• The US trade deficit widened sharply to $56.8 billion in November 2025, up from $29.4 billion in October—the lowest level since 2009—exceeding expectations of $40.5 billion.
  • Imports rose 5%, led by pharmaceuticals and capital goods, while exports fell 3.6%, with deficits growing against China and Canada but narrowing slightly with Mexico.
  • The surge reflects volatility from tariffs and policy shifts, with increased customs duties up $24 billion (292%) in November, tied to broader tariff hikes on most imports.

Efforts to stabilize trade flows have hit a snag as the US trade deficit rebounded dramatically in November 2025, according to Commerce Department data released today. The deficit widened to $56.8 billion, up sharply from $29.4 billion in October—the lowest since 2009—due to a 5% rise in imports and a 3.6% drop in exports. This exceeded analyst expectations of $40.5 billion, signaling renewed pressure on economic growth forecasts after October's improvement had boosted them.

Imports hit highs in pharmaceuticals and capital goods, driven by strong US consumer demand and manufacturing needs amid ongoing tariff impacts. Exports fell, reflecting dollar strength and global demand weakness, with deficits growing against key partners China and Canada but narrowing slightly with Mexico. Without a sustained reversal, this could weigh on Q4 2025 GDP calculations, according to people familiar with the matter.

Tariffs implemented under the Trump administration have caused swings in non-monetary gold, pharmaceuticals, and other trade flows, exacerbating volatility. In November, increased customs duties rose $24 billion (292%), tied to broader tariff hikes on most imports. "This rebound followed October's narrowing, driven by tariff-related volatility," one source noted, adding that it reflects persistent import reliance despite policy efforts.

The wider deficit may raise costs for US consumers via higher import prices from tariffs, affecting households and businesses reliant on foreign goods like pharmaceuticals. Stakeholders include exporters facing competition and importers benefiting from demand, though no specific public reactions were noted in recent data. Attempts to reach officials for comment were unsuccessful as of press time.

Historically, US trade deficits have persisted since 1976, averaging -19.14 billion from 1950-2025, with a record low of -136.42 billion in March 2025. October 2025's $29.4 billion was the smallest since June 2009, following September's revised $48.1 billion. Looking ahead, the deficit is expected at -75 billion by end-Q1 2026, with long-term projections around -88 billion by 2027 per models, due to ongoing import reliance and tariff volatility.

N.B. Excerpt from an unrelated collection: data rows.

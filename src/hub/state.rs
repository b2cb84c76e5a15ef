//! Per-connection state owned by the hub once registered.

use bytes::Bytes;
use parking_lot::Mutex;
use std::sync::Arc;
use std::sync::atomic::{AtomicBool, Ordering};
use std::time::{Duration, Instant};

use super::transport::Transport;
use crate::error::DeliveryError;

/// One client connection in one room.
///
/// `online` is only ever true while a transport is attached; going offline
/// detaches and closes it in the same step.
pub struct ConnectionState {
    room_id: String,
    user_id: String,
    transport: Mutex<Option<Arc<dyn Transport>>>,
    last_seen: Mutex<Instant>,
    online: AtomicBool,
}

impl ConnectionState {
    pub fn new(
        room_id: impl Into<String>,
        user_id: impl Into<String>,
        transport: Arc<dyn Transport>,
    ) -> Arc<Self> {
        Arc::new(Self {
            room_id: room_id.into(),
            user_id: user_id.into(),
            transport: Mutex::new(Some(transport)),
            last_seen: Mutex::new(Instant::now()),
            online: AtomicBool::new(false),
        })
    }

    pub fn room_id(&self) -> &str {
        &self.room_id
    }

    pub fn user_id(&self) -> &str {
        &self.user_id
    }

    pub fn is_online(&self) -> bool {
        self.online.load(Ordering::Acquire)
    }

    pub fn touch(&self) {
        *self.last_seen.lock() = Instant::now();
    }

    pub fn idle_for(&self) -> Duration {
        self.last_seen.lock().elapsed()
    }

    /// Returns false when the transport was already gone.
    pub(crate) fn mark_online(&self) -> bool {
        let transport = self.transport.lock();
        if transport.as_ref().is_none_or(|t| t.is_closed()) {
            return false;
        }
        self.online.store(true, Ordering::Release);
        drop(transport);
        self.touch();
        true
    }

    /// Detach and close the transport. Returns true if this call took the
    /// connection offline.
    pub(crate) fn mark_offline(&self) -> bool {
        let detached = {
            let mut transport = self.transport.lock();
            self.online.store(false, Ordering::Release);
            transport.take()
        };
        match detached {
            Some(transport) => {
                transport.close();
                self.touch();
                true
            }
            None => false,
        }
    }

    /// Queue one frame. Never waits on the peer.
    pub(crate) fn send(&self, frame: Bytes) -> Result<(), DeliveryError> {
        let transport = self.transport.lock().clone();
        match transport {
            Some(transport) if self.is_online() => transport.send(frame),
            _ => Err(DeliveryError::Closed),
        }
    }
}

impl std::fmt::Debug for ConnectionState {
    fn fmt(&self, f: &mut std::fmt::Formatter<'_>) -> std::fmt::Result {
        f.debug_struct("ConnectionState")
            .field("room_id", &self.room_id)
            .field("user_id", &self.user_id)
            .field("online", &self.is_online())
            .finish()
    }
}
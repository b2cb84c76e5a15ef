//! Durable log backend.
//!
//! One shared producer, one consumer-group reader per active topic. Records
//! on a topic are handed to handlers one at a time in log order. A handler
//! failure is logged and the record is not retried, so one poisoned record
//! cannot wedge the topic.

use async_trait::async_trait;
use bytes::Bytes;
use std::collections::HashMap;
use std::sync::Arc;
use std::sync::atomic::{AtomicBool, Ordering};
use std::time::Duration;
use tokio::task::JoinHandle;
use tokio_util::sync::CancellationToken;
use tracing::{debug, info, instrument, warn};

use super::registry::HandlerRegistry;
use super::{Envelope, EventBus, EventHandler, Topic};
use crate::error::BusError;
use crate::metrics;

const BACKEND: &str = "durable-log";

/// Client side of a partitioned, replayable log.
#[async_trait]
pub trait LogBroker: Send + Sync + 'static {
    /// Append a record. `key` selects the partition.
    async fn produce(&self, topic: &str, key: &str, payload: Bytes) -> Result<(), BusError>;

    /// Open a reader for `topic` in consumer group `group`. The reader resumes
    /// from the group's committed position, or the broker's reset policy when
    /// the group has none.
    async fn consumer(&self, topic: &str, group: &str) -> Result<Box<dyn LogConsumer>, BusError>;

    /// Flush and release the producer.
    async fn close(&self) -> Result<(), BusError>;
}

#[async_trait]
pub trait LogConsumer: Send {
    /// Wait for the next record and commit past it. Must be cancel safe.
    async fn next(&mut self) -> Result<Bytes, BusError>;
}

struct ConsumerTask {
    cancel: CancellationToken,
    handle: JoinHandle<()>,
}

pub struct LogBus<L: LogBroker> {
    broker: Arc<L>,
    instance: String,
    group: String,
    read_retry_backoff: Duration,
    registry: Arc<HandlerRegistry>,
    /// Serialises subscription changes; held across consumer creation.
    consumers: tokio::sync::Mutex<HashMap<Topic, ConsumerTask>>,
    shutdown: CancellationToken,
    closed: AtomicBool,
}

impl<L: LogBroker> LogBus<L> {
    pub fn new(
        broker: Arc<L>,
        instance: impl Into<String>,
        group: impl Into<String>,
        read_retry_backoff: Duration,
    ) -> Self {
        Self {
            broker,
            instance: instance.into(),
            group: group.into(),
            read_retry_backoff,
            registry: Arc::new(HandlerRegistry::default()),
            consumers: tokio::sync::Mutex::new(HashMap::new()),
            shutdown: CancellationToken::new(),
            closed: AtomicBool::new(false),
        }
    }

    pub fn group(&self) -> &str {
        &self.group
    }

    fn ensure_open(&self) -> Result<(), BusError> {
        if self.closed.load(Ordering::Acquire) {
            Err(BusError::Closed)
        } else {
            Ok(())
        }
    }

    fn spawn_consumer(&self, topic: Topic, consumer: Box<dyn LogConsumer>) -> ConsumerTask {
        let cancel = self.shutdown.child_token();
        let handle = tokio::spawn(consume(
            topic,
            consumer,
            self.registry.clone(),
            cancel.clone(),
            self.read_retry_backoff,
        ));
        ConsumerTask { cancel, handle }
    }
}

#[instrument(skip_all, fields(%topic))]
async fn consume(
    topic: Topic,
    mut consumer: Box<dyn LogConsumer>,
    registry: Arc<HandlerRegistry>,
    cancel: CancellationToken,
    backoff: Duration,
) {
    debug!("consumer started");
    loop {
        let record = tokio::select! {
            biased;
            () = cancel.cancelled() => break,
            record = consumer.next() => record,
        };
        match record {
            Ok(raw) => match Envelope::decode(topic.as_str(), &raw) {
                Ok(envelope) => registry.dispatch(BACKEND, &topic, &envelope).await,
                Err(e) => warn!(error = %e, "skipping undecodable record"),
            },
            Err(BusError::Closed) => break,
            Err(e) => {
                warn!(error = %e, "log read failed; backing off");
                tokio::select! {
                    () = cancel.cancelled() => break,
                    () = tokio::time::sleep(backoff) => {}
                }
            }
        }
    }
    debug!("consumer stopped");
}

#[async_trait]
impl<L: LogBroker> EventBus for LogBus<L> {
    async fn publish_envelope(&self, topic: &Topic, envelope: Envelope) -> Result<(), BusError> {
        self.ensure_open()?;
        let payload = envelope.encode()?;
        let result = self.broker.produce(topic.as_str(), topic.id(), payload).await;
        metrics::record_bus_publish(BACKEND, result.is_ok());
        result
    }

    async fn subscribe(&self, topic: &Topic, handler: Arc<dyn EventHandler>) -> Result<(), BusError> {
        self.ensure_open()?;
        let mut consumers = self.consumers.lock().await;
        if !self.registry.add(topic, handler.clone()) {
            return Ok(());
        }
        match self.broker.consumer(topic.as_str(), &self.group).await {
            Ok(consumer) => {
                consumers.insert(topic.clone(), self.spawn_consumer(topic.clone(), consumer));
                debug!(%topic, group = %self.group, "topic activated");
                Ok(())
            }
            Err(e) => {
                self.registry.remove(topic, &handler);
                Err(e)
            }
        }
    }

    async fn unsubscribe(&self, topic: &Topic, handler: &Arc<dyn EventHandler>) -> Result<(), BusError> {
        let mut consumers = self.consumers.lock().await;
        if self.registry.remove(topic, handler)
            && let Some(task) = consumers.remove(topic)
        {
            task.cancel.cancel();
            // Joined here so nothing is read for a topic nobody handles.
            if let Err(e) = task.handle.await {
                warn!(%topic, error = %e, "consumer task ended abnormally");
            }
            debug!(%topic, "topic released");
        }
        Ok(())
    }

    async fn close(&self) -> Result<(), BusError> {
        if self.closed.swap(true, Ordering::AcqRel) {
            return Ok(());
        }
        self.shutdown.cancel();

        let handles: Vec<JoinHandle<()>> = {
            let mut consumers = self.consumers.lock().await;
            consumers.drain().map(|(_, task)| task.handle).collect()
        };
        for handle in handles {
            if let Err(e) = handle.await {
                warn!(error = %e, "consumer task ended abnormally");
            }
        }
        self.registry.clear();
        self.broker.close().await?;
        info!(instance = %self.instance, "durable log bus closed");
        Ok(())
    }

    fn instance(&self) -> &str {
        &self.instance
    }

    fn backend(&self) -> &'static str {
        BACKEND
    }
}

In related developments, the Q3 2025 current-account deficit narrowed 9.2% to $226.4 billion (2.9% of GDP), and the federal budget deficit adjusted to $261 billion in November 2025, down 9% year-over-year, boosted by tariff revenues. The broader 2025 goods trade deficit totaled approximately $1.05 trillion through October, underscoring the scale of trade imbalances.

Correction: An earlier version misstated the year for the record low deficit; it was March 2025, not 2024.